NPR, Time magazine writers question Duck Dynasty suspension

NPR, Time magazine writers question Duck Dynasty suspension

 Phil Robertson and Miss Kay Robertson attend A&E Networks 2012 Upfront at Lincoln Center in New York City, May 9, 2012. Credit: Jason Kempin/Getty Images Entertainment/Getty Images for A&E Networks.
Phil Robertson and Miss Kay Robertson attend A&E Networks 2012 Upfront at Lincoln Center in New York City, May 9, 2012. Credit: Jason Kempin/Getty Images Entertainment/Getty Images for A&E Networks.

.- Entertainment analysts with major media outlets are questioning whether the recent suspension of a major character from the record-breaking show Duck Dynasty was the right move.

“It appears from A&E's own comments that the last thing they want interfering with Show Phil is Real Phil,” said NPR's pop culture blog editor Linda Holmes.

On Dec. 18, the A&E network announced Phil Robertson, star of the major cable hit Duck Dynasty, would be placed on an indefinite hiatus, following a recent interview with GQ magazine in which he said that he believes homosexual behavior is sinful and illogical.

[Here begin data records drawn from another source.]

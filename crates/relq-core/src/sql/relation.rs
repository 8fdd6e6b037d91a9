//! Named, composable sub-relations.
//!
//! A [`Relation`] is a chain of common table expressions; the last one is the
//! relation's head and every further step reads from it by name instead of
//! re-expanding its definition.

use std::sync::Arc;

use serde::{Deserialize, Serialize};
use serde_json::Value;

use super::helpers::quote_ident;
use super::select::{Select, SelectExt, Source};
use super::selector::{ColumnPath, Selector};
use crate::error::{RelqError, Result};

/// Labeled column of a relation.
#[derive(Debug, Clone, PartialEq, Eq, Serialize, Deserialize)]
pub struct RelationColumn {
    pub name: String,
    pub data_type: String,
    pub nullable: bool,
}

impl RelationColumn {
    /// Same column under a different name.
    pub fn renamed(&self, name: &str) -> Self {
        Self {
            name: name.to_string(),
            ..self.clone()
        }
    }
}

#[derive(Debug, Clone, PartialEq)]
pub struct Cte {
    pub name: Arc<str>,
    pub select: Select,
}

#[derive(Debug, Clone, PartialEq)]
pub struct Relation {
    prefix: Arc<str>,
    ctes: Arc<Vec<Cte>>,
    columns: Arc<Vec<RelationColumn>>,
    /// Logical row order `(column, ascending)` carried to later steps.
    ordering: Arc<Vec<(String, bool)>>,
}

impl Relation {
    /// Wrap `select` as the first sub-relation, named `{prefix}_0`.
    pub fn new(prefix: &str, select: Select, columns: Vec<RelationColumn>) -> Self {
        let cte = Cte {
            name: Arc::from(format!("{prefix}_0")),
            select,
        };
        Self {
            prefix: Arc::from(prefix),
            ctes: Arc::new(vec![cte]),
            columns: Arc::new(columns),
            ordering: Default::default(),
        }
    }

    /// Name of the head sub-relation.
    pub fn name(&self) -> &str {
        // `new` always seeds one CTE and `derive` only appends.
        self.ctes.last().map(|c| &*c.name).unwrap_or(&self.prefix)
    }

    pub fn ctes(&self) -> &[Cte] {
        &self.ctes
    }

    /// The head's SELECT statement.
    pub fn head(&self) -> Option<&Select> {
        self.ctes.last().map(|c| &c.select)
    }

    pub fn columns(&self) -> &[RelationColumn] {
        &self.columns
    }

    pub fn column_names(&self) -> Vec<String> {
        self.columns.iter().map(|c| c.name.clone()).collect()
    }

    pub fn column(&self, name: &str) -> Option<&RelationColumn> {
        self.columns.iter().find(|c| c.name == name)
    }

    pub fn has_column(&self, name: &str) -> bool {
        self.column(name).is_some()
    }

    /// Like [`Relation::column`] but failing with the relation's name.
    pub fn require_column(&self, name: &str) -> Result<&RelationColumn> {
        self.column(name).ok_or_else(|| RelqError::ColumnNameNotFound {
            relation: self.name().to_string(),
            column: name.to_string(),
        })
    }

    pub fn ordering(&self) -> &[(String, bool)] {
        &self.ordering
    }

    /// Same relation with a different logical row order.
    pub fn with_ordering(mut self, ordering: Vec<(String, bool)>) -> Self {
        self.ordering = Arc::new(ordering);
        self
    }

    /// `SELECT head.c1, head.c2, ... FROM head`, ready to be refined.
    pub fn scan(&self) -> Result<Select> {
        let name = self.name();
        Ok(Select::new(Source::relation(name)).select(
            self.columns
                .iter()
                .map(|c| Selector::new(&c.name).set_source(name)),
        ))
    }

    /// [`Relation::scan`] re-applying the logical ordering, for steps whose
    /// result depends on row order (limit, offset).
    pub fn scan_ordered(&self) -> Result<Select> {
        let name = self.name();
        Ok(self
            .ordering
            .iter()
            .fold(self.scan()?, |select, (col, asc)| {
                select.order_by(ColumnPath::qualified(name, col), *asc)
            }))
    }

    /// Append `select` as a new head named `{prefix}_{n}`. The logical
    /// ordering survives for the columns that are still present.
    pub fn derive(&self, select: Select, columns: Vec<RelationColumn>) -> Self {
        let mut ctes = (*self.ctes).clone();
        ctes.push(Cte {
            name: Arc::from(format!("{}_{}", self.prefix, ctes.len())),
            select,
        });
        let ordering = self
            .ordering
            .iter()
            .filter(|(col, _)| columns.iter().any(|c| &c.name == col))
            .cloned()
            .collect();
        Self {
            prefix: Arc::clone(&self.prefix),
            ctes: Arc::new(ctes),
            columns: Arc::new(columns),
            ordering: Arc::new(ordering),
        }
    }

    /// `WITH ... <outer>`; binds are collected in textual order.
    pub fn render(&self, outer: &Select) -> Result<(String, Vec<Value>)> {
        let mut binds = Vec::new();
        let mut defs = Vec::with_capacity(self.ctes.len());
        for cte in self.ctes.iter() {
            let body = cte.select.to_sql(&mut binds)?;
            defs.push(format!("{} AS ({body})", quote_ident(&cte.name)?));
        }
        let tail = outer.to_sql(&mut binds)?;
        Ok((format!("WITH {} {tail}", defs.join(", ")), binds))
    }

    /// The whole relation as a standalone statement.
    pub fn to_sql(&self) -> Result<(String, Vec<Value>)> {
        self.render(&self.scan()?)
    }
}

impl std::fmt::Display for Relation {
    fn fmt(&self, f: &mut std::fmt::Formatter<'_>) -> std::fmt::Result {
        match self.to_sql() {
            Ok((sql, _)) => write!(f, "{sql}"),
            Err(e) => write!(f, "<error: {e}>"),
        }
    }
}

The announcement drew significant attention, as Duck Dynasty has broken records for the most-watched nonfiction cable telecast in history. The show follows the lives of a Louisiana bayou family that became wealthy with a duck call business that was started in a family shed.

Holmes pointed to the statement released by A&E, which said that Robertson’s comments to GQ “are based on his own personal beliefs and are not reflected in the series Duck Dynasty.”

She questioned “what kind of sense this makes” for A&E to distance itself from Robertson’s personal beliefs, when those beliefs “are part and parcel of the religious faith that has been one of the show's selling points.”

The network “is explaining that Phil's personal beliefs are not reflected in the show that is ostensibly about Phil,” she observed.

Holmes also suggested that “it seems vanishingly unlikely that A&E has filmed Phil for 50 episodes and didn't know he felt this way.”

“That makes it hard to believe the suspension is meant to send Phil off to rethink his position on gay people or learn to be more tolerant if they haven't done so before,” she said. “It seems that Real Phil is instead being suspended for opening his mouth to GQ and fussing with the carefully maintained image of Show Phil by telling people what he actually thinks.”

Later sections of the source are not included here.